» **Aim of the task**:
Repeat word for word every line of the data below, from the first through the line containing "on every fact", and stop there.

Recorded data
= = =

//! Checksum index - duplicate detection for fields flagged unique.
//!
//! The index is derived state. An entry exists for a (fact, field) pair
//! exactly when the model marks the field unique and the fact's value for it
//! is non-empty after HTML stripping. Entries are rewritten on every fact
//! write, purged when a field loses its `unique` flag, and dropped with their
//! fact.

use card_models::{strip_html, Model, ModelId};
use md5::{Digest, Md5};
use serde::{Deserialize, Serialize};
use std::collections::{HashMap, HashSet};

use crate::facts::{Fact, FactId};

/// Checksum of a field value, or `None` if it has no visible text.
///
/// The value is reduced to its visible text and hashed with MD5; the
/// checksum is the first 32 bits of the digest.
pub fn field_checksum(value: &str) -> Option<u32> {
    let text = strip_html(value);
    if text.is_empty() {
        return None;
    }
    let digest = Md5::digest(text.as_bytes());
    Some(u32::from_be_bytes([digest[0], digest[1], digest[2], digest[3]]))
}

/// One indexed unique-field value.
#[derive(Debug, Clone, Copy, PartialEq, Eq, Serialize, Deserialize)]
pub struct ChecksumEntry {
    pub fact_id: FactId,
    pub model_id: ModelId,
    /// Field ordinal within the model.
    pub ord: usize,
    pub checksum: u32,
}

/// Key of the value index: one unique field of one model holding one checksum.
type ValueKey = (ModelId, usize, u32);

#[derive(Debug, Clone, Default)]
pub struct ChecksumIndex {
    entries: HashMap<(FactId, usize), ChecksumEntry>,

    /// Index: Fact -> ordinals it has entries for.
    fact_fields: HashMap<FactId, Vec<usize>>,

    /// Index: (model, ordinal, checksum) -> facts holding that value.
    by_value: HashMap<ValueKey, HashSet<FactId>>,
}

impl ChecksumIndex {
    pub fn new() -> Self {
        Self::default()
    }

    /// Rewrite the entries of `fact` against `model`.
    ///
    /// Each field's previous entry is removed first; a new one is stored
    /// only for unique fields with a non-empty value. Returns the number of
    /// entries the fact now has.
    pub fn update_fact(&mut self, fact: &Fact, model: &Model) -> usize {
        self.remove_fact(fact.id);

        let mut stored = 0;
        for ord in model.unique_fields() {
            let Some(checksum) = fact.field_at(ord).and_then(field_checksum) else {
                continue;
            };
            self.insert(ChecksumEntry {
                fact_id: fact.id,
                model_id: model.id,
                ord,
                checksum,
            });
            stored += 1;
        }
        stored
    }

    /// Drop every entry for field `ord` of `model_id`. Returns how many were removed.
    pub fn purge_field(&mut self, model_id: ModelId, ord: usize) -> usize {
        let doomed: Vec<FactId> = self
            .by_value
            .iter()
            .filter(|((m, o, _), _)| *m == model_id && *o == ord)
            .flat_map(|(_, facts)| facts.iter().copied())
            .collect();

        let mut removed = 0;
        for fact_id in doomed {
            if self.remove_entry(fact_id, ord) {
                removed += 1;
            }
        }
        removed
    }

    /// Drop every entry of a fact. Returns how many were removed.
    pub fn remove_fact(&mut self, fact_id: FactId) -> usize {
        let Some(ords) = self.fact_fields.remove(&fact_id) else {
            return 0;
        };
        for &ord in &ords {
            if let Some(entry) = self.entries.remove(&(fact_id, ord)) {
                self.unindex_value(&entry);
            }
        }
        ords.len()
    }

    /// Another fact holding `checksum` in the same model field, if any.
    pub fn find_duplicate(
        &self,
        model_id: ModelId,
        ord: usize,
        checksum: u32,
        except: FactId,
    ) -> Option<FactId> {
        self.by_value
            .get(&(model_id, ord, checksum))?
            .iter()
            .find(|id| **id != except)
            .copied()
    }

    fn insert(&mut self, entry: ChecksumEntry) {
        self.fact_fields
            .entry(entry.fact_id)
            .or_default()
            .push(entry.ord);
        self.by_value
            .entry((entry.model_id, entry.ord, entry.checksum))
            .or_default()
            .insert(entry.fact_id);
        self.entries.insert((entry.fact_id, entry.ord), entry);
    }

    fn remove_entry(&mut self, fact_id: FactId, ord: usize) -> bool {
        let Some(entry) = self.entries.remove(&(fact_id, ord)) else {
            return false;
        };
        self.unindex_value(&entry);
        if let Some(ords) = self.fact_fields.get_mut(&fact_id) {
            ords.retain(|o| *o != ord);
            if ords.is_empty() {
                self.fact_fields.remove(&fact_id);
            }
        }
        true
    }

    fn unindex_value(&mut self, entry: &ChecksumEntry) {
        let key = (entry.model_id, entry.ord, entry.checksum);
        if let Some(facts) = self.by_value.get_mut(&key) {
            facts.remove(&entry.fact_id);
            if facts.is_empty() {
                self.by_value.remove(&key);
            }
        }
    }

    pub fn get(&self, fact_id: FactId, ord: usize) -> Option<u32> {
        self.entries.get(&(fact_id, ord)).map(|e| e.checksum)
    }

    pub fn iter(&self) -> impl Iterator<Item = &ChecksumEntry> {
        self.entries.values()
    }

    pub fn len(&self) -> usize {
        self.entries.len()
    }

    pub fn is_empty(&self) -> bool {
        self.entries.is_empty()
    }
}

= = =

» **Solution for this task**:
//! Checksum index - duplicate detection for fields flagged unique.
//!
//! The index is derived state. An entry exists for a (fact, field) pair
//! exactly when the model marks the field unique and the fact's value for it
//! is non-empty after HTML stripping. Entries are rewritten on every fact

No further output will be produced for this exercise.